… is from page 101 of Matt Ridley’s 1996 collection, Down to Earth II; specifically, it’s from Matt’s December 17th 1995 column – his final weekly column for The Sunday Telegraph – “Of Suits and Sandals”:
This column began as a nature column but it soon also became also a weekly comment on a large, complacent and growing industry: the nature industry. This consists of a symbiotic mixture of bureaucrats and lobbyists – suits and sandals.

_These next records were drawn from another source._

//! Garbage-collected objects and their arena.
//!
//! Closures, lists, hashes and iterators are `Rc`-owned [`GcCell`]s. The
//! ordinary reference count frees acyclic garbage deterministically; the
//! [cycle collector](Heap::collect) finds the rest by trial deletion.
//!
//! Every object is registered in the heap's slot arena when it is created.
//! A registration is a `Weak`, so it never keeps an object alive; a slot
//! whose object has died is recycled (with a new generation) the next time
//! dead registrations are pruned.

mod collect;

use std::cell::{BorrowError, BorrowMutError, Ref, RefCell, RefMut};
use std::rc::{Rc, Weak};
use std::sync::Arc;

use parking_lot::{Mutex, MutexGuard};

use tern_ir::CodeBlock;

use crate::value::{HashTable, RangeValue, Value};

/// Generation-checked arena position of an object.
#[derive(Copy, Clone, Debug, PartialEq, Eq, Hash)]
pub struct GcHandle {
    pub index: u32,
    pub generation: u32,
}

/// A closure: code plus the values captured when its lambda was evaluated.
#[derive(Debug)]
pub struct ClosureData {
    pub code: Rc<CodeBlock>,
    pub table: Vec<Value>,
}

/// Where an iterator draws its values from.
#[derive(Debug)]
pub enum IterSource {
    /// Elements of a list, read live by position.
    List { list: Gc, pos: usize },
    /// Keys of a hash in insertion order.
    HashKeys { hash: Gc, pos: usize },
    Range { range: RangeValue, next: i64 },
    /// One-character strings.
    Chars { text: Rc<str>, offset: usize },
}

#[derive(Debug)]
pub struct IterState {
    pub source: IterSource,
    /// Value produced by the last successful `advance`.
    pub current: Value,
}

impl IterState {
    pub fn new(source: IterSource) -> Self {
        IterState {
            source,
            current: Value::None,
        }
    }

    /// Step to the next value. Returns `false` once exhausted.
    pub fn advance(&mut self) -> bool {
        let next = match &mut self.source {
            IterSource::List { list, pos } => {
                let item = match list.try_body().as_deref() {
                    Ok(GcBody::List(items)) => items.get(*pos).cloned(),
                    _ => None,
                };
                *pos += 1;
                item
            }
            IterSource::HashKeys { hash, pos } => {
                let key = match hash.try_body().as_deref() {
                    Ok(GcBody::Hash(table)) => table.key_at(*pos).cloned(),
                    _ => None,
                };
                *pos += 1;
                key
            }
            IterSource::Range { range, next } => {
                if range.contains(*next) {
                    let value = *next;
                    match next.checked_add(range.step) {
                        Some(n) => *next = n,
                        // Past the representable range: exhaust after this value.
                        None => *next = range.end,
                    }
                    Some(i32::try_from(value).map_or(Value::Long(value), Value::Int))
                } else {
                    None
                }
            }
            IterSource::Chars { text, offset } => {
                text.get(*offset..).and_then(|rest| rest.chars().next()).map(|ch| {
                    *offset += ch.len_utf8();
                    let mut buf = [0u8; 4];
                    Value::str(ch.encode_utf8(&mut buf))
                })
            }
        };
        match next {
            Some(v) => {
                self.current = v;
                true
            }
            None => {
                self.current = Value::None;
                false
            }
        }
    }
}

/// Contents of a collected object.
#[derive(Debug)]
pub enum GcBody {
    List(Vec<Value>),
    Hash(HashTable),
    Closure(ClosureData),
    Iterator(IterState),
    /// Emptied by the cycle collector.
    Cleared,
}

impl GcBody {
    /// Call `f` for every collected object this body references.
    pub fn for_each_child(&self, f: &mut dyn FnMut(&Gc)) {
        let mut visit = |v: &Value| {
            if let Some(g) = v.as_gc() {
                f(g);
            }
        };
        match self {
            GcBody::List(items) => items.iter().for_each(&mut visit),
            GcBody::Hash(table) => {
                for (k, v) in table.iter() {
                    visit(k);
                    visit(v);
                }
            }
            GcBody::Closure(c) => c.table.iter().for_each(&mut visit),
            GcBody::Iterator(it) => {
                match &it.source {
                    IterSource::List { list: g, .. } | IterSource::HashKeys { hash: g, .. } => {
                        f(g);
                    }
                    IterSource::Range { .. } | IterSource::Chars { .. } => {}
                }
                if let Some(g) = it.current.as_gc() {
                    f(g);
                }
            }
            GcBody::Cleared => {}
        }
    }

    /// Every value held directly by this body.
    pub fn for_each_value(&self, f: &mut dyn FnMut(&Value)) {
        match self {
            GcBody::List(items) => items.iter().for_each(f),
            GcBody::Hash(table) => {
                for (k, v) in table.iter() {
                    f(k);
                    f(v);
                }
            }
            GcBody::Closure(c) => c.table.iter().for_each(f),
            GcBody::Iterator(it) => f(&it.current),
            GcBody::Cleared => {}
        }
    }
}

pub struct GcCell {
    handle: GcHandle,
    body: RefCell<GcBody>,
}

/// Shared owning pointer to a collected object.
#[derive(Clone)]
pub struct Gc(Rc<GcCell>);

impl Gc {
    #[inline]
    pub fn handle(&self) -> GcHandle {
        self.0.handle
    }

    /// Borrow the body.
    ///
    /// # Panics
    /// Panics if the body is mutably borrowed.
    #[inline]
    pub fn body(&self) -> Ref<'_, GcBody> {
        self.0.body.borrow()
    }

    #[inline]
    pub fn try_body(&self) -> Result<Ref<'_, GcBody>, BorrowError> {
        self.0.body.try_borrow()
    }

    /// Mutably borrow the body.
    ///
    /// # Panics
    /// Panics if the body is already borrowed.
    #[inline]
    pub fn body_mut(&self) -> RefMut<'_, GcBody> {
        self.0.body.borrow_mut()
    }

    #[inline]
    pub fn try_body_mut(&self) -> Result<RefMut<'_, GcBody>, BorrowMutError> {
        self.0.body.try_borrow_mut()
    }

    #[inline]
    pub fn ptr_eq(&self, other: &Gc) -> bool {
        Rc::ptr_eq(&self.0, &other.0)
    }

    /// Address used for identity hashing and visited sets.
    #[inline]
    pub fn addr(&self) -> usize {
        Rc::as_ptr(&self.0) as usize
    }

    pub fn strong_count(&self) -> usize {
        Rc::strong_count(&self.0)
    }
}

impl std::fmt::Debug for Gc {
    fn fmt(&self, f: &mut std::fmt::Formatter<'_>) -> std::fmt::Result {
        write!(f, "Gc(#{}.{})", self.0.handle.index, self.0.handle.generation)
    }
}

/// Process-wide counters guarded by [`GlobalLock`].
#[derive(Copy, Clone, Debug, Default, PartialEq, Eq)]
pub struct GlobalCounters {
    /// Registered objects across every heap using the lock (updated on
    /// registration and when dead registrations are pruned).
    pub live_objects: usize,
    pub collections: u64,
}

/// Optional process-wide lock. When installed, heap registration and
/// collection run under it.
#[derive(Clone, Debug, Default)]
pub struct GlobalLock(Arc<Mutex<GlobalCounters>>);

impl GlobalLock {
    pub fn new() -> Self {
        Self::default()
    }

    pub fn counters(&self) -> GlobalCounters {
        *self.0.lock()
    }

    fn lock(&self) -> MutexGuard<'_, GlobalCounters> {
        self.0.lock()
    }
}

struct Slot {
    generation: u32,
    cell: Option<Weak<GcCell>>,
}

/// Slot arena of registered objects.
pub struct Heap {
    slots: Vec<Slot>,
    free: Vec<u32>,
    /// Slots currently holding a registration (live or dead).
    registered: usize,
    /// Prune dead registrations when `registered` reaches this.
    prune_at: usize,
    lock: Option<GlobalLock>,
}

const MIN_PRUNE_AT: usize = 256;

impl Heap {
    pub fn new(lock: Option<GlobalLock>) -> Self {
        Heap {
            slots: Vec::new(),
            free: Vec::new(),
            registered: 0,
            prune_at: MIN_PRUNE_AT,
            lock,
        }
    }

    /// Register a new object.
    pub fn alloc(&mut self, body: GcBody) -> Gc {
        let lock = self.lock.clone();
        let mut guard = lock.as_ref().map(GlobalLock::lock);

        if self.free.is_empty() && self.registered >= self.prune_at {
            let pruned = self.prune();
            if let Some(g) = guard.as_mut() {
                g.live_objects = g.live_objects.saturating_sub(pruned);
            }
            self.prune_at = MIN_PRUNE_AT.max(self.registered * 2);
        }

        let index = match self.free.pop() {
            Some(i) => i,
            None => {
                let i = u32::try_from(self.slots.len())
                    .unwrap_or_else(|_| crate::fatal("heap slot arena exhausted"));
                self.slots.push(Slot {
                    generation: 0,
                    cell: None,
                });
                i
            }
        };
        let slot = &mut self.slots[index as usize];
        let handle = GcHandle {
            index,
            generation: slot.generation,
        };
        let cell = Rc::new(GcCell {
            handle,
            body: RefCell::new(body),
        });
        slot.cell = Some(Rc::downgrade(&cell));
        self.registered += 1;
        if let Some(g) = guard.as_mut() {
            g.live_objects += 1;
        }
        Gc(cell)
    }

    pub fn new_list(&mut self, items: Vec<Value>) -> Value {
        Value::List(self.alloc(GcBody::List(items)))
    }

    pub fn new_hash(&mut self, table: HashTable) -> Value {
        Value::Hash(self.alloc(GcBody::Hash(table)))
    }

    pub fn new_closure(&mut self, code: Rc<CodeBlock>, table: Vec<Value>) -> Value {
        Value::Closure(self.alloc(GcBody::Closure(ClosureData { code, table })))
    }

    pub fn new_iterator(&mut self, source: IterSource) -> Gc {
        self.alloc(GcBody::Iterator(IterState::new(source)))
    }

    /// Look up a registered object by handle; `None` once it has died or
    /// the slot was reused.
    pub fn get(&self, handle: GcHandle) -> Option<Gc> {
        let slot = self.slots.get(handle.index as usize)?;
        if slot.generation != handle.generation {
            return None;
        }
        slot.cell.as_ref()?.upgrade().map(Gc)
    }

    /// Number of live registered objects.
    pub fn live_count(&mut self) -> usize {
        let lock = self.lock.clone();
        let mut guard = lock.as_ref().map(GlobalLock::lock);
        let pruned = self.prune();
        if let Some(g) = guard.as_mut() {
            g.live_objects = g.live_objects.saturating_sub(pruned);
        }
        self.registered
    }

    /// Free the slots of dead objects. Returns how many were freed.
    fn prune(&mut self) -> usize {
        let mut pruned = 0;
        for (i, slot) in self.slots.iter_mut().enumerate() {
            let dead = slot.cell.as_ref().is_some_and(|w| w.strong_count() == 0);
            if dead {
                slot.cell = None;
                slot.generation = slot.generation.wrapping_add(1);
                if let Ok(index) = u32::try_from(i) {
                    self.free.push(index);
                }
                pruned += 1;
            }
        }
        self.registered -= pruned;
        pruned
    }

    /// Upgrade every live registration.
    fn live_objects(&self) -> Vec<Gc> {
        self.slots
            .iter()
            .filter_map(|s| s.cell.as_ref()?.upgrade().map(Gc))
            .collect()
    }
}

impl Default for Heap {
    fn default() -> Self {
        Heap::new(None)
    }
}

#[cfg(test)]
mod tests;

The clever thing about this industry is that the public does not realise it exists. The public … thinks that conservationists conserve nature. This is like saying footballers score goals; it is the aim, but it is a poor description of what most of them spend most of the match doing. Most conservationists can and do talk for hours to each other without mentioning an animal or plant. I have seen them do it many times. They talk about committees, guidelines, grant applications, advertising campaigns, legislation conventions, protocols, conferences, secretariats, treaties, regulations, resources – just like the businessmen they affect to despise.
This is true whether they are suits or sandals. The name of the game is much the same for all of them – diverting some of the money that flows into the environmental industry their way. Suits do it by giving themselves taxpayers’ grants to administer and regulations to enforce. Sandals do it by winning grants or by persuading the public to make donations.